We are currently researching the possibility of exporting the source trajectory coordinates via the DICOM RT plan, upon rendering the 3D brachy-tunnels in our software. Stay tuned – more to come on this.
How does Adaptiiv’s software account for the density of PLA in the Brachytherapy TPS?
Applicators for surface brachytherapy can be printed in various percentages of infill (up to 100% which density is then close to being water-equivalent). Since the dose fall-off for surface brachytherapy applications is governed mainly by the Inverse Square Law, you can even print in infill less than 100% (e.g. 30%) to save time, depending on the radiological backscattering properties of the applicator which need to be achieved.
What are the advantages of using Adaptiiv’s software solution to create patient-specific brachytherapy applicators?
What are the advantages of using Adaptiiv software to create modulated electron bolus?
What are the benefits of using a 3D printed bolus on a patient?
If I am able to achieve acceptable dosimetry using wax bolus, then what is the value of using Adaptiiv software?
Wax bolus generally take longer to fabricate and don’t allow the users to communicate back and forth with the TPS to evaluate and recalculate dose. This process would involve the user having to place the accessory on the patient and scan for positioning which adds time to the setup process. Our software processes all key patient information from the TPS and optimizes a new bolus structure in a matter of minutes.
How do adjustments or modifications occur to the bolus design using Adaptiiv software?
Our software’s algorithms generate a custom bolus structure based on patient DICOM information imported from the TPS. No manual alterations are required.
Can't I simply contour the bolus in the TPS and then export for printing?
In a recent business case, a leading cancer center developed a modulated bolus using Eclipse software. The therapist had to adjust the bolus slice by slice to ensure that the bolus thickness aligned with the PTV. It took a total of 32 hours.
In comparison, when using our software, it took only 2 minutes to render the same design.

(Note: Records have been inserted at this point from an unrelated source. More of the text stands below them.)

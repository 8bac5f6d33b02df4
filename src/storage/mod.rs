pub mod batch_worklog;
pub mod worklog;

pub use batch_worklog::BatchWorklog;
pub use worklog::{Worklog, WorklogEntry, WorklogError};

You can even import the model back into the TPS to be reviewed and verified prior to 3D printing.
How much benefit does the reduction of air gaps really have on treatment?
Air gaps beneath conventional sheet bolus (i.e. Superflab) may cause substantial inaccuracies in delivered surface dose to the patient. Using patient-specific 3D printed bolus minimizes the risk of delivering inadequate RT treatment.

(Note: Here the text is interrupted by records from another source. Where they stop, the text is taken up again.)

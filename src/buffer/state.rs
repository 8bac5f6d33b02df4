use super::sample::ReservoirSample;
use super::{BufferError, RecordBuffer};
use crate::config::types::BufferConfig;
use crate::record::InputRecord;
use chrono::{DateTime, Utc};
use serde::{Deserialize, Serialize};
use sha2::{Digest, Sha256};
use std::collections::HashMap;
use std::path::{Path, PathBuf};
use tracing::{info, warn};

pub const STATE_VERSION: u32 = 1;

/// Analysis state kept alongside the buffered records
#[derive(Debug, Clone, Default, PartialEq, Serialize, Deserialize)]
#[serde(rename_all = "camelCase")]
pub struct AnalysisState {
    pub prev_nums: ReservoirSample,
    #[serde(rename = "timestamp")]
    pub last_check: Option<DateTime<Utc>>,
    pub total_processed: u64,
    #[serde(default)]
    pub total_ignored: u64,
    /// Open clustering sessions by clustering key
    #[serde(default)]
    pub sessions: HashMap<String, SessionState>,
}

impl AnalysisState {
    /// Align loaded state with the current configuration
    pub fn normalize(&mut self, conf: &BufferConfig) {
        let sample_size = conf
            .bot_detection
            .as_ref()
            .map(|b| b.prev_num_reqs_sample_size)
            .unwrap_or(0);
        if self.prev_nums.cap != sample_size {
            info!(
                from = self.prev_nums.cap,
                to = sample_size,
                "Resizing previous requests sample"
            );
            self.prev_nums.resize(sample_size);
        }
    }
}

#[derive(Debug, Clone, PartialEq, Serialize, Deserialize)]
#[serde(rename_all = "camelCase")]
pub struct SessionState {
    pub first_seen: DateTime<Utc>,
    pub last_seen: DateTime<Utc>,
    pub size: usize,
    /// First record of the session, emitted once the session closes
    pub record: InputRecord,
}

#[derive(Debug, Serialize, Deserialize)]
struct StateFile {
    version: u32,
    state: AnalysisState,
    records: Vec<InputRecord>,
}

/// State file location for a buffer, named by a hash of its source key
pub fn state_file_path(dir: &Path, source_key: &str) -> PathBuf {
    let digest = Sha256::digest(source_key.as_bytes());
    let name: String = digest[..8].iter().map(|b| format!("{:02x}", b)).collect();
    dir.join(format!("{}.json", name))
}

impl RecordBuffer {
    /// Persist state and records, replacing the file atomically
    pub fn save(&self, path: &Path) -> Result<(), BufferError> {
        let mut records = Vec::with_capacity(self.len());
        self.for_each_in_time_order(|rec| records.push(rec.clone()));
        let file = StateFile {
            version: STATE_VERSION,
            state: self.state.clone(),
            records,
        };
        let json = serde_json::to_vec(&file)?;
        if let Some(parent) = path.parent() {
            std::fs::create_dir_all(parent)?;
        }
        let tmp = path.with_extension("json.tmp");
        std::fs::write(&tmp, json)?;
        std::fs::rename(&tmp, path)?;
        info!(path = %path.display(), records = file.records.len(), "Saved buffer state");
        Ok(())
    }

    /// Load a buffer from its state file, starting fresh when there is none
    pub fn load(conf: &BufferConfig, path: &Path) -> Result<Self, BufferError> {
        let mut buffer = RecordBuffer::new(conf);
        let raw = match std::fs::read(path) {
            Ok(raw) => raw,
            Err(e) if e.kind() == std::io::ErrorKind::NotFound => {
                info!(path = %path.display(), "No buffer state found, starting empty");
                return Ok(buffer);
            }
            Err(e) => return Err(e.into()),
        };
        let file: StateFile = serde_json::from_slice(&raw)?;
        if file.version != STATE_VERSION {
            warn!(
                "Buffer state version mismatch: {} vs {}, starting with fresh state",
                file.version, STATE_VERSION
            );
            return Ok(buffer);
        }
        let mut state = file.state;
        state.normalize(conf);
        let num_records = file.records.len();
        for rec in file.records {
            buffer.insert(rec);
        }
        buffer.state = state;
        info!(path = %path.display(), records = num_records, "Loaded buffer state");
        Ok(buffer)
    }
}

/// Remove a state file, a missing file is not an error
pub fn remove_state_file(path: &Path) -> Result<(), BufferError> {
    match std::fs::remove_file(path) {
        Ok(()) => {
            info!(path = %path.display(), "Removed buffer state");
            Ok(())
        }
        Err(e) if e.kind() == std::io::ErrorKind::NotFound => Ok(()),
        Err(e) => Err(e.into()),
    }
}

#[cfg(test)]
mod tests {
    use super::*;
    use crate::buffer::HistoryStore;
    use crate::config::types::BotDetectionConfig;
    use crate::record::ServiceInput;
    use crate::services::kontext::KontextParser;
    use tempfile::TempDir;

    fn conf(sample_size: usize) -> BufferConfig {
        BufferConfig {
            id: None,
            history_lookup_items: 10,
            max_age_secs: 3600,
            analysis_interval_secs: 60,
            bot_detection: Some(BotDetectionConfig {
                prev_num_reqs_sample_size: sample_size,
                traffic_reporting_threshold: 3.0,
                ip_outlier_min_freq: 10,
                ip_outlier_coeff: 1.5,
                blocklist_ip: vec![],
            }),
        }
    }

    fn record(second: u32) -> InputRecord {
        let line = format!(
            r#"{{"logger":"QUERY","date":"2024-05-02 08:15:{:02}.0","user_id":1,"action":"query_submit","request":{{"REMOTE_ADDR":"10.0.0.1"}}}}"#,
            second
        );
        InputRecord::Kontext(KontextParser.parse(&line, 1).unwrap())
    }

    #[test]
    fn test_state_file_name_is_stable() {
        let dir = Path::new("/var/lib/logfeed");
        let a = state_file_path(dir, "/var/log/kontext/query.log");
        let b = state_file_path(dir, "/var/log/kontext/query.log");
        assert_eq!(a, b);
        assert_ne!(a, state_file_path(dir, "/var/log/other.log"));
        assert_eq!(a.extension().unwrap(), "json");
    }

    #[test]
    fn test_save_and_load() {
        let dir = TempDir::new().unwrap();
        let path = dir.path().join("state.json");

        let mut buffer = RecordBuffer::new(&conf(20));
        buffer.add(record(1));
        buffer.add(record(2));
        let mut state = buffer.take_state();
        state.prev_nums.add(40);
        state.last_check = Some(record(2).time());
        buffer.set_state(state);
        buffer.save(&path).unwrap();

        let loaded = RecordBuffer::load(&conf(20), &path).unwrap();
        assert_eq!(loaded.len(), 2);
        assert_eq!(loaded.state, buffer.state);
    }

    #[test]
    fn test_load_resizes_sample() {
        let dir = TempDir::new().unwrap();
        let path = dir.path().join("state.json");

        let mut buffer = RecordBuffer::new(&conf(4));
        let mut state = buffer.take_state();
        for v in [1, 2, 3, 4] {
            state.prev_nums.add(v);
        }
        buffer.set_state(state);
        buffer.save(&path).unwrap();

        let mut loaded = RecordBuffer::load(&conf(2), &path).unwrap();
        let state = loaded.take_state();
        assert_eq!(state.prev_nums.cap, 2);
        assert_eq!(state.prev_nums.data, vec![1, 2]);
    }

    #[test]
    fn test_unknown_version_starts_fresh() {
        let dir = TempDir::new().unwrap();
        let path = dir.path().join("state.json");
        std::fs::write(
            &path,
            r#"{"version": 99, "state": {"prevNums": {"data": [], "cap": 0}, "timestamp": null, "totalProcessed": 5}, "records": []}"#,
        )
        .unwrap();

        let mut loaded = RecordBuffer::load(&conf(20), &path).unwrap();
        assert_eq!(loaded.take_state().total_processed, 0);
    }

    #[test]
    fn test_missing_file_starts_empty() {
        let dir = TempDir::new().unwrap();
        let loaded = RecordBuffer::load(&conf(20), &dir.path().join("none.json")).unwrap();
        assert_eq!(loaded.len(), 0);
    }

    #[test]
    fn test_remove_missing_state_file() {
        let dir = TempDir::new().unwrap();
        assert!(remove_state_file(&dir.path().join("none.json")).is_ok());
    }
}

How does the simple bolus module differ from a conventional STL conversion?
Post-production modifications such as cropping and smoothing functions were added for a better fit and patient experience. Adaptiiv also allows the user to add a printable ID tag directly to the bolus. We are continually investing in new features, such as vivo dosimetry and the ability to print bolus in multiple pieces for larger or hard-to-fit areas, like the skull.
How does 3D printed bolus compare to other traditional materials such as moulding wax or jelly-based materials such as Superflab?
Bolus designed using our software uses the patient’s exact measurements and can be previewed before printing. Our software offers smoothing and cropping functions to ensure that the device is not only the best fit, but that it also has no air gaps, completely eliminating the need for additional bolus.
How accurate is 3D printed simple bolus?
In a recent study where a standard sheet bolus and 3D printed bolus were fitted to the chest wall, the occurrence of air gaps were reduced from 30% to 13% and the average maximum air gap dimension diminished from 0.5 +/− 0.3 mm to 0.3 +/− 0.3 mm. Surface dosage was within 3% for both standard sheet bolus and 3D printed bolus.
Can a simple bolus be created to treat a patient with their breast still intact?
Yes. 3D printed bolus created using our software incorporates all contours and shapes of the treatment area, including breast tissue.